This repository provides a pipeline-based solution for entity and relation extraction, specifically tailored for schema-constrained knowledge extraction tasks. It is designed for researchers and practitioners working with Chinese text data, offering a practical implementation based on TensorFlow and BERT for the 2019 Language and Intelligence Technology Competition.
How It Works
The system employs a two-stage pipeline. First, a multi-label classification model identifies potential relationship types within a sentence. Subsequently, a sequence labeling model, taking the sentence and predicted relationship types as input, identifies and labels the entities (subject and object) corresponding to those relationships. This approach allows for a structured extraction of (Subject, Predicate, Object) triples that adhere to predefined schemas.
Quick Start & Requirements
- Install: Python 3.6+, TensorFlow 1.12.0+. Download and place a Chinese BERT pre-trained model in the
pretrained_model
directory. Download competition data and place it in ./raw_data/
.
- Data: Requires specific training, development, and schema files from the 2019 Language and Intelligence Technology Competition. Official data download links are no longer active; contact provided email for assistance.

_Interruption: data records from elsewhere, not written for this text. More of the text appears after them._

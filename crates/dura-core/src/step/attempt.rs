//! Datos visibles para el cuerpo de un step durante un intento.

use uuid::Uuid;

use crate::hashing::derive_uuid;

#[derive(Debug, Clone, PartialEq, Eq)]
pub struct StepAttempt {
    pub workflow_id: String,
    pub step_number: i32,
    pub step_name: String,
    /// Intento actual (1-based), persistido antes de invocar el cuerpo.
    pub attempt: u32,
}

impl StepAttempt {
    /// Identificador estable para la posición del step: el mismo en todos los
    /// intentos y en cualquier replay de la ejecución.
    pub fn stable_id(&self) -> Uuid {
        derive_uuid(&self.workflow_id, self.step_number, "")
    }

    /// Variante con sal, para steps que necesitan más de un id.
    pub fn stable_id_for(&self, salt: &str) -> Uuid {
        derive_uuid(&self.workflow_id, self.step_number, salt)
    }

    pub fn is_retry(&self) -> bool {
        self.attempt > 1
    }
}
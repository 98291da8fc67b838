//! dura-persistence
//!
//! Backend Postgres (Diesel) de los traits de almacenamiento:
//! `WorkflowStore` del motor y `ChatStore` del dominio de chat.
//!
//! Módulos:
//! - `pg`: pool, proveedor de conexiones y las dos implementaciones.
//! - `migrations`: runner embebido de migraciones Diesel.
//! - `config`: carga de configuración desde .env.
//! - `schema`: tablas Diesel.

pub mod config;
pub mod error;
pub mod migrations;
pub mod pg;
pub mod schema;

pub use config::{init_dotenv, DbConfig};
pub use error::PersistenceError;
pub use pg::{build_dev_pool_from_env, build_pool, ConnectionProvider, DbRetry, PgChatStore, PgPool, PgWorkflowStore,
             PoolProvider};
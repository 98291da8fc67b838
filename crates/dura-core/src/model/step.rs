//! Registro posicional de un step (`StepRecord`).
//!
//! La identidad de un step es `(workflow_id, step_number)`; `step_name` sólo
//! sirve para detectar un replay no determinista.
use chrono::{DateTime, Utc};
use serde::{Deserialize, Serialize};
use serde_json::Value;

use crate::errors::ErrorClass;

/// Estado de un step persistido.
///
/// Las transiciones válidas son:
/// - `Running` -> `Success`
/// - `Running` -> `Error`
///
/// Un registro terminal es inmutable.
#[derive(Debug, Clone, Copy, PartialEq, Eq, Serialize, Deserialize)]
pub enum StepStatus {
    Running,
    Success,
    Error,
}

impl StepStatus {
    pub fn as_str(&self) -> &'static str {
        match self {
            Self::Running => "RUNNING",
            Self::Success => "SUCCESS",
            Self::Error => "ERROR",
        }
    }

    pub fn parse(s: &str) -> Option<Self> {
        match s {
            "RUNNING" => Some(Self::Running),
            "SUCCESS" => Some(Self::Success),
            "ERROR" => Some(Self::Error),
            _ => None,
        }
    }

    pub fn is_terminal(&self) -> bool {
        !matches!(self, Self::Running)
    }
}

#[derive(Debug, Clone, PartialEq, Serialize, Deserialize)]
pub struct StepRecord {
    pub workflow_id: String,
    pub step_number: i32,
    pub step_name: String,
    pub status: StepStatus,
    pub output: Option<Value>,
    pub error_detail: Option<String>,
    pub error_class: Option<ErrorClass>,
    pub attempt_count: i32,
    pub started_at: DateTime<Utc>,
    pub completed_at: Option<DateTime<Utc>>,
}

impl StepRecord {
    /// Fila nueva en estado `Running` y sin intentos.
    pub fn started(workflow_id: &str, step_number: i32, step_name: &str, now: DateTime<Utc>) -> Self {
        Self { workflow_id: workflow_id.to_string(),
               step_number,
               step_name: step_name.to_string(),
               status: StepStatus::Running,
               output: None,
               error_detail: None,
               error_class: None,
               attempt_count: 0,
               started_at: now,
               completed_at: None }
    }

    pub fn is_terminal(&self) -> bool {
        self.status.is_terminal()
    }
}

/// Resultado con el que se cierra un step.
#[derive(Debug, Clone, PartialEq)]
pub enum StepOutcome {
    Success(Value),
    Error { class: ErrorClass, detail: String },
}

impl StepOutcome {
    pub fn status(&self) -> StepStatus {
        match self {
            Self::Success(_) => StepStatus::Success,
            Self::Error { .. } => StepStatus::Error,
        }
    }

    /// Aplica el outcome sobre un registro `Running`.
    pub fn apply(self, record: &mut StepRecord, now: DateTime<Utc>) {
        record.status = self.status();
        record.completed_at = Some(now);
        match self {
            Self::Success(v) => record.output = Some(v),
            Self::Error { class, detail } => {
                record.error_class = Some(class);
                record.error_detail = Some(detail);
            }
        }
    }
}
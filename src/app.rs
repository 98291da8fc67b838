//! Ensamblado de la aplicación: registro de workflows, runtime, recuperación
//! y las operaciones de chat expuestas al exterior.
//!
//! Las escrituras pasan siempre por un workflow durable; las lecturas van
//! directas al `ChatStore`.

use std::sync::Arc;

use dura_chat::{ChatError, ChatModel, ChatStore, ChatWorkflows, Conversation, Message, ModelError, SendMessageInput,
                SendMessageOutput, CREATE_CONVERSATION, DELETE_CONVERSATION, SEND_MESSAGE};
use dura_core::{ConfigError, DurableError, EngineConfig, RecoveryManager, RecoveryReport, RecoverySummary, StepRecord,
                WorkflowExecution, WorkflowRegistry, WorkflowRuntime, WorkflowStore};
use dura_persistence::PersistenceError;
use log::info;
use serde::Serialize;
use thiserror::Error;
use uuid::Uuid;

#[derive(Debug, Error)]
pub enum AppError {
    #[error("invalid input: {0}")]
    Invalid(String),
    #[error("not found: {0}")]
    NotFound(String),
    /// La operación existe pero no se puede aplicar en el estado actual.
    #[error("rejected: {0}")]
    Rejected(String),
    #[error(transparent)]
    Config(#[from] ConfigError),
    #[error(transparent)]
    Persistence(#[from] PersistenceError),
    #[error(transparent)]
    Chat(#[from] ChatError),
    #[error(transparent)]
    Model(#[from] ModelError),
    #[error(transparent)]
    Durable(DurableError),
}

impl From<DurableError> for AppError {
    fn from(err: DurableError) -> Self {
        match err {
            DurableError::ExecutionNotFound(id) => Self::NotFound(format!("execution {id}")),
            DurableError::ExecutionActive(_)
            | DurableError::ConflictingWorkflow { .. }
            | DurableError::ConflictingInput { .. }
            | DurableError::ShuttingDown => {
                Self::Rejected(err.to_string())
            }
            other => Self::Durable(other),
        }
    }
}

impl AppError {
    /// Código de salida del binario.
    pub fn exit_code(&self) -> i32 {
        match self {
            Self::Invalid(_) => 3,
            Self::NotFound(_) | Self::Rejected(_) => 4,
            Self::Chat(ChatError::ConversationNotFound(_)) => 4,
            Self::Chat(ChatError::Invalid(_)) => 3,
            _ => 5,
        }
    }
}

/// Ejecución y sus steps, tal como están registrados.
#[derive(Debug, Clone, Serialize)]
pub struct ExecutionReport {
    pub execution: WorkflowExecution,
    pub steps: Vec<StepRecord>,
}

pub struct App<S: WorkflowStore + 'static> {
    runtime: WorkflowRuntime<S>,
    chat: Arc<dyn ChatStore>,
}

impl<S: WorkflowStore + 'static> App<S> {
    /// Registra los workflows de chat y lanza el runtime. No recupera nada:
    /// llamar a `recover` antes de aceptar operaciones.
    pub fn new(store: Arc<S>,
               chat: Arc<dyn ChatStore>,
               model: Arc<dyn ChatModel>,
               config: EngineConfig)
               -> Result<Self, AppError> {
        let mut registry = WorkflowRegistry::new();
        ChatWorkflows::new(chat.clone(), model).register(&mut registry)?;
        info!("registered workflows: {:?}", registry.names());
        let runtime = WorkflowRuntime::builder(store).registry(registry).config(config).launch();
        Ok(Self { runtime, chat })
    }

    pub fn runtime(&self) -> &WorkflowRuntime<S> {
        &self.runtime
    }

    /// Retoma las ejecuciones pendientes sin esperarlas.
    pub fn recover(&self) -> Result<RecoveryReport, AppError> {
        Ok(RecoveryManager::new(self.runtime.clone()).recover()?)
    }

    pub fn recover_and_wait(&self) -> Result<RecoverySummary, AppError> {
        Ok(RecoveryManager::new(self.runtime.clone()).recover_and_wait()?)
    }

    pub fn create_conversation(&self, key: Option<String>) -> Result<Conversation, AppError> {
        Ok(self.runtime.start(CREATE_CONVERSATION, &(), key)?.get_result()?)
    }

    pub fn send_message(&self,
                        conversation_id: Uuid,
                        content: &str,
                        key: Option<String>)
                        -> Result<SendMessageOutput, AppError> {
        if content.trim().is_empty() {
            return Err(AppError::Invalid("message content is empty".into()));
        }
        self.require_conversation(conversation_id)?;
        let input = SendMessageInput { conversation_id, content: content.to_string() };
        Ok(self.runtime.start(SEND_MESSAGE, &input, key)?.get_result()?)
    }

    /// `false` si la conversación ya no existía.
    pub fn delete_conversation(&self, conversation_id: Uuid, key: Option<String>) -> Result<bool, AppError> {
        Ok(self.runtime.start(DELETE_CONVERSATION, &conversation_id, key)?.get_result()?)
    }

    pub fn list_conversations(&self) -> Result<Vec<Conversation>, AppError> {
        Ok(self.chat.list_conversations()?)
    }

    pub fn get_conversation(&self, conversation_id: Uuid) -> Result<Conversation, AppError> {
        self.chat
            .get_conversation(conversation_id)?
            .ok_or_else(|| AppError::NotFound(format!("conversation {conversation_id}")))
    }

    pub fn list_messages(&self, conversation_id: Uuid) -> Result<Vec<Message>, AppError> {
        self.require_conversation(conversation_id)?;
        Ok(self.chat.list_messages(conversation_id)?)
    }

    pub fn status(&self, id: &str) -> Result<ExecutionReport, AppError> {
        let execution = self.runtime.get_execution(id)?;
        let steps = self.runtime.list_steps(id)?;
        Ok(ExecutionReport { execution, steps })
    }

    pub fn pending(&self) -> Result<Vec<WorkflowExecution>, AppError> {
        Ok(self.runtime.list_pending()?)
    }

    /// Borra una ejecución terminada y sus steps.
    pub fn forget(&self, id: &str) -> Result<(), AppError> {
        Ok(self.runtime.delete_execution(id)?)
    }

    /// `true` si todas las ejecuciones en curso terminaron a tiempo.
    pub fn shutdown(&self) -> bool {
        self.runtime.shutdown()
    }

    fn require_conversation(&self, conversation_id: Uuid) -> Result<(), AppError> {
        self.get_conversation(conversation_id).map(|_| ())
    }
}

- Training: Separate commands are provided for training the relation classification model (
run_predicate_classification.py
) and the sequence labeling model (run_sequnce_labeling.py
).
- Prediction: Commands for inference using trained models are also available.

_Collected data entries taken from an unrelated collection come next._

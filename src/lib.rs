//! durachat: aplicación de chat sobre el motor de workflows durables.
//!
//! - `config`: `AppConfig` leída del entorno.
//! - `app`: registro + runtime + recuperación y las operaciones de chat.
//! - `cli`: parseo de argumentos del binario.

pub mod app;
pub mod cli;
pub mod config;

pub use app::{App, AppError, ExecutionReport};
pub use cli::{parse_args, CliError, Command, USAGE};
pub use config::AppConfig;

- Resources: Requires a Chinese BERT model checkpoint.
Highlighted Details
- Achieved 87.1% F1 score on the test set in a competition setting.

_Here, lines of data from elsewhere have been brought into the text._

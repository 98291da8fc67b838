//! `WorkflowStore` sobre las tablas `workflow_executions` y `workflow_steps`.

use std::time::Duration;

use chrono::{DateTime, Utc};
use diesel::pg::PgConnection;
use diesel::prelude::*;
use diesel::result::Error as DieselError;
use dura_core::hashing::hash_value;
use dura_core::{lease_cutoff, ErrorClass, ExecutionOutcome, ExecutionStatus, NewExecution, StepOutcome, StepRecord,
                StepStatus, StoreError, WorkflowExecution, WorkflowStore};
use serde_json::Value;

use super::{run_tx, ConnectionProvider};
use crate::error::PersistenceError;
use crate::schema::{workflow_executions as we, workflow_steps as ws};

/// Fila de `workflow_executions` (orden de columnas del `table!`).
#[derive(Queryable, Debug)]
pub struct ExecutionRow {
    pub id: String,
    pub workflow_name: String,
    pub input: Value,
    pub status: String,
    pub output: Option<Value>,
    pub error_detail: Option<String>,
    pub recovery_attempts: i32,
    pub created_at: DateTime<Utc>,
    pub updated_at: DateTime<Utc>,
    /// `''` cuando nadie la ha reclamado.
    pub executor_id: String,
    pub input_hash: String,
}

#[derive(Insertable, Debug)]
#[diesel(table_name = we)]
struct NewExecutionRow<'a> {
    id: &'a str,
    workflow_name: &'a str,
    input: &'a Value,
    status: &'a str,
    input_hash: &'a str,
}

/// Fila de `workflow_steps`.
#[derive(Queryable, Debug)]
pub struct StepRow {
    pub workflow_id: String,
    pub step_number: i32,
    pub step_name: String,
    pub status: String,
    pub output: Option<Value>,
    pub error_detail: Option<String>,
    pub error_class: Option<String>,
    pub attempt_count: i32,
    pub started_at: DateTime<Utc>,
    pub completed_at: Option<DateTime<Utc>>,
}

#[derive(Insertable, Debug)]
#[diesel(table_name = ws)]
struct NewStepRow<'a> {
    workflow_id: &'a str,
    step_number: i32,
    step_name: &'a str,
    status: &'a str,
    attempt_count: i32,
}

impl TryFrom<ExecutionRow> for WorkflowExecution {
    type Error = PersistenceError;

    fn try_from(row: ExecutionRow) -> Result<Self, Self::Error> {
        let status = ExecutionStatus::parse(&row.status).ok_or_else(|| {
                                                            PersistenceError::Corrupt(format!("execution {} status '{}'",
                                                                                              row.id, row.status))
                                                        })?;
        Ok(WorkflowExecution { id: row.id,
                               workflow_name: row.workflow_name,
                               input: row.input,
                               status,
                               output: row.output,
                               error_detail: row.error_detail,
                               recovery_attempts: row.recovery_attempts,
                               executor_id: Some(row.executor_id).filter(|e| !e.is_empty()),
                               input_hash: row.input_hash,
                               created_at: row.created_at,
                               updated_at: row.updated_at })
    }
}

impl TryFrom<StepRow> for StepRecord {
    type Error = PersistenceError;

    fn try_from(row: StepRow) -> Result<Self, Self::Error> {
        let corrupt = |what: &str| PersistenceError::Corrupt(format!("step {}#{} {what}", row.workflow_id, row.step_number));
        let status = StepStatus::parse(&row.status).ok_or_else(|| corrupt("status"))?;
        let error_class = match &row.error_class {
            Some(c) => Some(ErrorClass::parse(c).ok_or_else(|| corrupt("error_class"))?),
            None => None,
        };
        Ok(StepRecord { workflow_id: row.workflow_id,
                        step_number: row.step_number,
                        step_name: row.step_name,
                        status,
                        output: row.output,
                        error_detail: row.error_detail,
                        error_class,
                        attempt_count: row.attempt_count,
                        started_at: row.started_at,
                        completed_at: row.completed_at })
    }
}

fn non_terminal() -> Vec<&'static str> {
    ExecutionStatus::non_terminal().iter().map(|s| s.as_str()).collect()
}

pub struct PgWorkflowStore<P: ConnectionProvider> {
    provider: P,
}

impl<P: ConnectionProvider> PgWorkflowStore<P> {
    pub fn new(provider: P) -> Self {
        Self { provider }
    }

    fn tx<T, F>(&self, op: &str, f: F) -> Result<T, PersistenceError>
        where F: Fn(&mut PgConnection) -> Result<T, DieselError>
    {
        run_tx(&self.provider, op, f)
    }
}

fn execution(row: ExecutionRow) -> Result<WorkflowExecution, StoreError> {
    Ok(WorkflowExecution::try_from(row)?)
}

fn step(row: StepRow) -> Result<StepRecord, StoreError> {
    Ok(StepRecord::try_from(row)?)
}

impl<P: ConnectionProvider> WorkflowStore for PgWorkflowStore<P> {
    fn create_execution_if_absent(&self, new: NewExecution) -> Result<(WorkflowExecution, bool), StoreError> {
        let input_hash = hash_value(&new.input);
        let (row, created) = self.tx("create_execution_if_absent", |tx| {
                                     let inserted = diesel::insert_into(we::table).values(NewExecutionRow { id: &new.id,
                                                                                                            workflow_name: &new.workflow_name,
                                                                                                            input: &new.input,
                                                                                                            status: ExecutionStatus::Pending.as_str(),
                                                                                                            input_hash: &input_hash })
                                                                                  .on_conflict_do_nothing()
                                                                                  .execute(tx)?;
                                     let row: ExecutionRow = we::table.find(new.id.as_str()).first(tx)?;
                                     Ok((row, inserted == 1))
                                 })?;
        Ok((execution(row)?, created))
    }

    fn get_execution(&self, id: &str) -> Result<Option<WorkflowExecution>, StoreError> {
        let row: Option<ExecutionRow> = self.tx("get_execution", |tx| we::table.find(id).first(tx).optional())?;
        row.map(execution).transpose()
    }

    fn claim_execution(&self, id: &str, executor_id: &str, lease: Duration)
                       -> Result<(WorkflowExecution, bool), StoreError> {
        let (row, acquired) = self.tx("claim_execution", |tx| {
                                      let now = Utc::now();
                                      let running = ExecutionStatus::Running.as_str();
                                      let claimable =
                                          we::status.eq(ExecutionStatus::Pending.as_str())
                                                    .or(we::status.eq(running).and(we::executor_id.eq(executor_id)
                                                                                                  .or(we::executor_id.eq(""))
                                                                                                  .or(we::updated_at.lt(lease_cutoff(lease, now)))));
                                      let claimed: Option<ExecutionRow> =
                                          diesel::update(we::table.filter(we::id.eq(id)).filter(claimable))
                                              .set((we::status.eq(running),
                                                    we::executor_id.eq(executor_id),
                                                    we::recovery_attempts.eq(we::recovery_attempts + 1),
                                                    we::updated_at.eq(now)))
                                              .get_result(tx)
                                              .optional()?;
                                      match claimed {
                                          Some(r) => Ok((r, true)),
                                          None => we::table.find(id).first(tx).map(|r| (r, false)),
                                      }
                                  })?;
        Ok((execution(row)?, acquired))
    }

    fn heartbeat(&self, id: &str, executor_id: &str) -> Result<bool, StoreError> {
        let touched = self.tx("heartbeat", |tx| {
                              diesel::update(we::table.filter(we::id.eq(id))
                                                      .filter(we::executor_id.eq(executor_id))
                                                      .filter(we::status.eq(ExecutionStatus::Running.as_str())))
                                  .set(we::updated_at.eq(Utc::now()))
                                  .execute(tx)
                          })?;
        Ok(touched == 1)
    }

    fn finalize_execution(&self, id: &str, outcome: ExecutionOutcome) -> Result<WorkflowExecution, StoreError> {
        let status = outcome.status().as_str();
        let (output, detail) = match outcome {
            ExecutionOutcome::Success(v) => (Some(v), None),
            ExecutionOutcome::Error(d) => (None, Some(d)),
        };
        let row = self.tx("finalize_execution", |tx| {
                          let won: Option<ExecutionRow> =
                              diesel::update(we::table.filter(we::id.eq(id)).filter(we::status.eq_any(non_terminal())))
                                  .set((we::status.eq(status),
                                        we::output.eq(output.clone()),
                                        we::error_detail.eq(detail.clone()),
                                        we::updated_at.eq(Utc::now())))
                                  .get_result(tx)
                                  .optional()?;
                          match won {
                              Some(r) => Ok(r),
                              None => we::table.find(id).first(tx),
                          }
                      })?;
        execution(row)
    }

    fn list_pending_executions(&self) -> Result<Vec<WorkflowExecution>, StoreError> {
        let rows: Vec<ExecutionRow> = self.tx("list_pending_executions", |tx| {
                                              we::table.filter(we::status.eq_any(non_terminal()))
                                                       .order((we::created_at.asc(), we::id.asc()))
                                                       .load(tx)
                                          })?;
        rows.into_iter().map(execution).collect()
    }

    fn get_step(&self, workflow_id: &str, step_number: i32) -> Result<Option<StepRecord>, StoreError> {
        let row: Option<StepRow> =
            self.tx("get_step", |tx| ws::table.find((workflow_id, step_number)).first(tx).optional())?;
        row.map(step).transpose()
    }

    fn begin_step(&self, workflow_id: &str, step_number: i32, step_name: &str) -> Result<StepRecord, StoreError> {
        let row = self.tx("begin_step", |tx| {
                          // serializa la numeración de steps de este workflow
                          let _owner: String = we::table.find(workflow_id).select(we::id).for_update().first(tx)?;
                          diesel::insert_into(ws::table).values(NewStepRow { workflow_id,
                                                                            step_number,
                                                                            step_name,
                                                                            status: StepStatus::Running.as_str(),
                                                                            attempt_count: 0 })
                                                        .on_conflict_do_nothing()
                                                        .execute(tx)?;
                          ws::table.find((workflow_id, step_number)).first::<StepRow>(tx)
                      })?;
        step(row)
    }

    fn record_attempt(&self, workflow_id: &str, step_number: i32, attempt_count: i32) -> Result<StepRecord, StoreError> {
        let row = self.tx("record_attempt", |tx| {
                          let updated: Option<StepRow> =
                              diesel::update(ws::table.filter(ws::workflow_id.eq(workflow_id))
                                                      .filter(ws::step_number.eq(step_number))
                                                      .filter(ws::status.eq(StepStatus::Running.as_str())))
                                  .set(ws::attempt_count.eq(attempt_count))
                                  .get_result(tx)
                                  .optional()?;
                          match updated {
                              Some(r) => Ok(r),
                              None => ws::table.find((workflow_id, step_number)).first(tx),
                          }
                      })?;
        step(row)
    }

    fn complete_step(&self, workflow_id: &str, step_number: i32, outcome: StepOutcome) -> Result<StepRecord, StoreError> {
        let status = outcome.status().as_str();
        let (output, detail, class) = match outcome {
            StepOutcome::Success(v) => (Some(v), None, None),
            StepOutcome::Error { class, detail } => (None, Some(detail), Some(class.as_str())),
        };
        let row = self.tx("complete_step", |tx| {
                          let won: Option<StepRow> =
                              diesel::update(ws::table.filter(ws::workflow_id.eq(workflow_id))
                                                      .filter(ws::step_number.eq(step_number))
                                                      .filter(ws::status.eq(StepStatus::Running.as_str())))
                                  .set((ws::status.eq(status),
                                        ws::output.eq(output.clone()),
                                        ws::error_detail.eq(detail.clone()),
                                        ws::error_class.eq(class),
                                        ws::completed_at.eq(Some(Utc::now()))))
                                  .get_result(tx)
                                  .optional()?;
                          match won {
                              Some(r) => Ok(r),
                              None => ws::table.find((workflow_id, step_number)).first(tx),
                          }
                      })?;
        step(row)
    }

    fn list_steps(&self, workflow_id: &str) -> Result<Vec<StepRecord>, StoreError> {
        let rows: Vec<StepRow> = self.tx("list_steps", |tx| {
                                         ws::table.filter(ws::workflow_id.eq(workflow_id))
                                                  .order(ws::step_number.asc())
                                                  .load(tx)
                                     })?;
        rows.into_iter().map(step).collect()
    }

    fn delete_execution(&self, id: &str) -> Result<bool, StoreError> {
        let deleted = self.tx("delete_execution", |tx| {
                              diesel::delete(ws::table.filter(ws::workflow_id.eq(id))).execute(tx)?;
                              diesel::delete(we::table.filter(we::id.eq(id))).execute(tx)
                          })?;
        Ok(deleted > 0)
    }
}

- Implements a pipeline approach combining relation classification and sequence labeling.
- Utilizes a large-scale Chinese dataset (SKE) with over 430,000 triples and 210,000 sentences.
- Provides detailed training and prediction scripts for both components.
Maintenance & Community
- The project is associated with the 2019 Language and Intelligence Technology Competition.
- Contact information (email) is provided for data-related inquiries.
- Links to competition forums and related reports are included.
Licensing & Compatibility
- The repository does not explicitly state a license.
- TensorFlow 1.12.0+ is a requirement, which is compatible with commercial use.
Limitations & Caveats
- Official data download links are no longer active, potentially hindering setup.
- The provided test data lacks labels, necessitating submission to official evaluation platforms for validation.
- The project is based on TensorFlow 1.x, which is legacy.